Here I have started to add a little bit of a background, and adding detail with pastel pencils









All finished!! (Having a sick day being able to sit in bed and draw solidly all day has its benefits)


----------



## Snizard93 (Oct 12, 2011)

Can't wait to see some more :lol:


----------



## PintoTess (Aug 18, 2010)

oh wow! I can see Totilas in the guy haha!

Good job! I would kill to draw like that!


----------



## ConfusciusWasAGreatTeachr (Oct 29, 2011)

AWESOME result! I loved stage 2 aswell. Yum yum yum.


----------



## Kayty (Sep 8, 2009)

Annnnnnnd I have just realise that I have ******ed him up.

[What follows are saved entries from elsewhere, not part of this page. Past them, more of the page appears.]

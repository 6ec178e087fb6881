//! A single API call moving through the handler stages.
//!
//! ```text
//! build()  : validate ─▶ build                        (once)
//! sign()   : build() ─▶ sign                          (every attempt)
//! send()   : sign() ─▶ transport ─▶ unmarshal_meta ─▶ validate_response
//!              ├─ ok    ─▶ unmarshal ─▶ complete
//!              └─ error ─▶ unmarshal_error ─▶ retry ─▶ after_retry
//!                            ├─ cleared ─▶ sleep ─▶ next attempt
//!                            └─ kept    ─▶ complete ─▶ Err
//! ```

use crate::client::ClientInfo;
use crate::config::{Config, LogLevel};
use crate::error::{AwsError, AwsResult};
use crate::handlers::{HandlerList, Handlers};
use crate::transport::{ReqwestTransport, Transport};
use chrono::{DateTime, Utc};
use serde_json::Value;
use std::collections::BTreeMap;
use std::sync::Arc;
use std::time::Duration;

/// Static description of an API operation.
#[derive(Debug, Clone, PartialEq, Eq)]
pub struct Operation {
    pub name: &'static str,
    pub http_method: &'static str,
    pub http_path: &'static str,
    /// Top-level input members that must be present and non-null.
    pub required: &'static [&'static str],
}

impl Operation {
    /// A `POST /` operation, which is every JSON-RPC call.
    pub const fn new(name: &'static str) -> Self {
        Self {
            name,
            http_method: "POST",
            http_path: "/",
            required: &[],
        }
    }

    pub const fn with_required(mut self, required: &'static [&'static str]) -> Self {
        self.required = required;
        self
    }
}

/// Outgoing HTTP message. Header names are lowercase.
#[derive(Debug, Clone, Default, PartialEq)]
pub struct HttpRequest {
    pub method: String,
    pub url: String,
    pub headers: BTreeMap<String, String>,
    pub body: String,
}

/// Incoming HTTP message. Header names are lowercase.
#[derive(Debug, Clone, Default, PartialEq)]
pub struct HttpResponse {
    pub status: u16,
    pub headers: BTreeMap<String, String>,
    pub body: String,
}

impl HttpResponse {
    pub fn is_success(&self) -> bool {
        (200..300).contains(&self.status)
    }
}

/// One API call, owning its own copy of config and handler chain.
#[derive(Debug, Clone)]
pub struct Request {
    pub config: Config,
    pub client_info: ClientInfo,
    pub handlers: Handlers,
    pub operation: Operation,
    /// Serialized operation input.
    pub params: Value,
    /// Unmarshalled response body.
    pub data: Option<Value>,
    pub http_request: HttpRequest,
    pub http_response: Option<HttpResponse>,
    pub error: Option<AwsError>,
    pub retry_count: u32,
    /// Set by the retry stage, consumed by the after-retry stage.
    pub retryable: bool,
    pub retry_delay: Duration,
    pub request_id: Option<String>,
    /// Stable across retries of this call.
    pub invocation_id: String,
    pub signing_time: DateTime<Utc>,
    built: bool,
}

impl Request {
    pub fn new(
        config: Config,
        client_info: ClientInfo,
        handlers: Handlers,
        operation: Operation,
        params: Value,
    ) -> Self {
        let http_request = HttpRequest {
            method: operation.http_method.to_string(),
            url: format!("{}{}", client_info.endpoint, operation.http_path),
            headers: BTreeMap::new(),
            body: String::new(),
        };
        Self {
            config,
            client_info,
            handlers,
            operation,
            params,
            data: None,
            http_request,
            http_response: None,
            error: None,
            retry_count: 0,
            retryable: false,
            retry_delay: Duration::ZERO,
            request_id: None,
            invocation_id: uuid::Uuid::new_v4().to_string(),
            signing_time: Utc::now(),
            built: false,
        }
    }

    /// Service name and operation, e.g. `ecs/ListClusters`.
    pub fn description(&self) -> String {
        format!("{}/{}", self.client_info.service_name, self.operation.name)
    }

    /// Attach service and action to a pipeline error.
    pub fn annotate(&self, error: AwsError) -> AwsError {
        let error = if error.action.is_none() {
            error.with_action(self.operation.name)
        } else {
            error
        };
        if error.service.is_empty() || error.service == "http" || error.service == "json" {
            error.with_service(&self.client_info.service_name)
        } else {
            error
        }
    }

    fn run_stage(&mut self, stage: fn(&Handlers) -> &HandlerList) {
        let list = stage(&self.handlers).clone();
        list.run(self);
    }

    fn current_error(&self) -> AwsResult<()> {
        match self.error {
            Some(ref err) => Err(err.clone()),
            None => Ok(()),
        }
    }

    /// Run the validate and build stages. Subsequent calls are no-ops.
    pub fn build(&mut self) -> AwsResult<()> {
        if self.built {
            return self.current_error();
        }
        self.run_stage(|h| &h.validate);
        self.current_error()?;
        self.run_stage(|h| &h.build);
        self.current_error()?;
        self.built = true;
        Ok(())
    }

    /// Build if needed, then (re)sign with a fresh signing time.
    pub fn sign(&mut self) -> AwsResult<()> {
        self.build()?;
        self.signing_time = Utc::now();
        self.run_stage(|h| &h.sign);
        self.current_error()
    }

    fn transport(&self) -> Arc<dyn Transport> {
        match self.config.transport {
            Some(ref transport) => Arc::clone(transport),
            None => Arc::new(ReqwestTransport::from_config(&self.config)),
        }
    }

    /// Drive the request to completion, retrying per the retry handlers.
    pub async fn send(&mut self) -> AwsResult<()> {
        let transport = self.transport();
        loop {
            if let Err(err) = self.sign() {
                return Err(self.annotate(err));
            }
            self.log_attempt();

            self.http_response = None;
            match transport.send(&self.http_request).await {
                Ok(response) => {
                    self.log_response(&response);
                    self.http_response = Some(response);
                    self.run_stage(|h| &h.unmarshal_meta);
                    self.run_stage(|h| &h.validate_response);
                    if self.error.is_some() {
                        self.run_stage(|h| &h.unmarshal_error);
                    }
                }
                Err(err) => {
                    self.error = Some(self.annotate(err));
                }
            }

            if self.error.is_none() {
                self.run_stage(|h| &h.unmarshal);
                self.run_stage(|h| &h.complete);
                return self.current_error().map_err(|e| self.annotate(e));
            }

            self.run_stage(|h| &h.retry);
            self.run_stage(|h| &h.after_retry);

            if let Some(err) = self.error.clone() {
                self.run_stage(|h| &h.complete);
                return Err(self.annotate(err));
            }
            tokio::time::sleep(self.retry_delay).await;
        }
    }

    fn log_attempt(&self) {
        let level = self.config.log_level();
        if level >= LogLevel::Debug {
            log::debug!(
                "{} attempt {} -> {} {} headers={:?}",
                self.description(),
                self.retry_count + 1,
                self.http_request.method,
                self.http_request.url,
                redacted_headers(&self.http_request.headers)
            );
        }
        if level >= LogLevel::DebugWithHttpBody {
            log::trace!("{} request body: {}", self.description(), self.http_request.body);
        }
    }

    fn log_response(&self, response: &HttpResponse) {
        let level = self.config.log_level();
        if level >= LogLevel::Debug {
            log::debug!("{} <- HTTP {}", self.description(), response.status);
        }
        if level >= LogLevel::DebugWithHttpBody {
            log::trace!("{} response body: {}", self.description(), response.body);
        }
    }
}

/// Copy of `headers` safe to log.
pub fn redacted_headers(headers: &BTreeMap<String, String>) -> BTreeMap<String, String> {
    headers
        .iter()
        .map(|(k, v)| {
            let value = match k.as_str() {
                "authorization" | "x-amz-security-token" => "** redacted **".to_string(),
                _ => v.clone(),
            };
            (k.clone(), value)
        })
        .collect()
}

#[cfg(test)]
mod tests {
    use super::*;
    use crate::handlers::NamedHandler;
    use crate::transport::tests::StaticTransport;

    fn info() -> ClientInfo {
        ClientInfo {
            service_name: "svc".to_string(),
            endpoint: "https://svc.us-east-1.amazonaws.com".to_string(),
            signing_region: "us-east-1".to_string(),
            ..ClientInfo::default()
        }
    }

    fn request_with(handlers: Handlers, transport: Arc<StaticTransport>) -> Request {
        let config = Config::new()
            .with_transport(transport)
            .with_retry(crate::config::RetryConfig {
                initial_backoff_ms: 0,
                max_backoff_ms: 0,
                ..Default::default()
            });
        Request::new(config, info(), handlers, Operation::new("Ping"), Value::Null)
    }

    #[test]
    fn new_request_targets_endpoint_and_path() {
        let req = Request::new(
            Config::new(),
            info(),
            Handlers::new(),
            Operation::new("Ping"),
            Value::Null,
        );
        assert_eq!(req.http_request.method, "POST");
        assert_eq!(req.http_request.url, "https://svc.us-east-1.amazonaws.com/");
        assert_eq!(req.description(), "svc/Ping");
        assert!(!req.invocation_id.is_empty());
    }

    #[test]
    fn build_runs_once() {
        let mut handlers = Handlers::new();
        handlers.build.push_back(|req: &mut Request| req.http_request.body.push('x'));
        let mut req = request_with(handlers, Arc::new(StaticTransport::new(vec![])));

        req.build().unwrap();
        req.build().unwrap();
        req.sign().unwrap();
        assert_eq!(req.http_request.body, "x");
    }

    #[test]
    fn validate_error_skips_build() {
        let mut handlers = Handlers::new();
        handlers.validate.push_back_named(NamedHandler::new("v", |req: &mut Request| {
            req.error = Some(AwsError::validation("svc", "bad input"));
        }));
        handlers.build.push_back(|req: &mut Request| req.http_request.body.push('x'));
        let mut req = request_with(handlers, Arc::new(StaticTransport::new(vec![])));

        let err = req.build().unwrap_err();
        assert_eq!(err.code, "InvalidParameter");
        assert!(req.http_request.body.is_empty());
        assert!(req.build().is_err());
    }

    #[tokio::test]
    async fn send_success_runs_unmarshal_and_complete() {
        let transport = Arc::new(StaticTransport::new(vec![Ok(HttpResponse {
            status: 200,
            headers: BTreeMap::new(),
            body: "{\"ok\":true}".to_string(),
        })]));
        let mut handlers = Handlers::new();
        handlers.unmarshal.push_back(|req: &mut Request| {
            let body = req.http_response.as_ref().map(|r| r.body.clone()).unwrap_or_default();
            req.data = serde_json::from_str(&body).ok();
        });
        handlers.complete.push_back(|req: &mut Request| req.request_id = Some("done".into()));

        let mut req = request_with(handlers, transport.clone());
        req.send().await.unwrap();
        assert_eq!(req.data, Some(serde_json::json!({"ok": true})));
        assert_eq!(req.request_id.as_deref(), Some("done"));
        assert_eq!(transport.sent().len(), 1);
    }

    #[tokio::test]
    async fn transport_error_is_annotated() {
        let transport = Arc::new(StaticTransport::new(vec![Err(AwsError::new(
            "http",
            "RequestError",
            "connection refused",
            0,
        ))]));
        let mut req = request_with(Handlers::new(), transport);
        let err = req.send().await.unwrap_err();
        assert_eq!(err.service, "svc");
        assert_eq!(err.action.as_deref(), Some("Ping"));
    }

    #[tokio::test]
    async fn cleared_error_triggers_another_attempt() {
        let transport = Arc::new(StaticTransport::new(vec![
            Ok(HttpResponse { status: 500, ..Default::default() }),
            Ok(HttpResponse { status: 200, ..Default::default() }),
        ]));
        let mut handlers = Handlers::new();
        handlers.validate_response.push_back(|req: &mut Request| {
            let status = req.http_response.as_ref().map(|r| r.status).unwrap_or(0);
            if status >= 300 {
                req.error = Some(AwsError::new("svc", "ServerException", "down", status));
            }
        });
        handlers.after_retry.push_back(|req: &mut Request| {
            req.retry_count += 1;
            req.error = None;
        });

        let mut req = request_with(handlers, transport.clone());
        req.send().await.unwrap();
        assert_eq!(req.retry_count, 1);
        assert_eq!(transport.sent().len(), 2);
    }

    #[test]
    fn redaction_hides_secrets() {
        let mut headers = BTreeMap::new();
        headers.insert("authorization".to_string(), "AWS4-HMAC-SHA256 ...".to_string());
        headers.insert("x-amz-security-token".to_string(), "tok".to_string());
        headers.insert("host".to_string(), "example.com".to_string());
        let redacted = redacted_headers(&headers);
        assert_eq!(redacted["authorization"], "** redacted **");
        assert_eq!(redacted["x-amz-security-token"], "** redacted **");
        assert_eq!(redacted["host"], "example.com");
    }
}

See how the neck looks a bit strange towards where it ties to the shoulder? Cover the bottom of the portrait with your hand, it looks better doesn't it?
I haven't extended the shoulder quite enough, will take me 2 seconds to fix that in the morning


----------



## VanillaBean (Oct 19, 2008)

Whoa! That's amazing!


----------



## Kayty (Sep 8, 2009)

Fixed


----------



## ConfusciusWasAGreatTeachr (Oct 29, 2011)

It's amazing how much difference the light can alter a picture. The background in the other one was screaming too much yellow for me and now that you've taken it in natural daylight it looks so much better. Shoulder is great too 

I can't get over how you managed to do this in a day. It would probably take me at least a week!


----------



## Kayty (Sep 8, 2009)

In graphite it isn't so bad, but pastel can be wrecked in the wrong light, as you can see by the shots above! 
It's a lot closer to the final photograph I put up, with the re-vamped shoulder. The background is even less yellow than that, the velour is a pale sand colour, no yellow at all, but it seems to want to suck in the yellow light when photographed!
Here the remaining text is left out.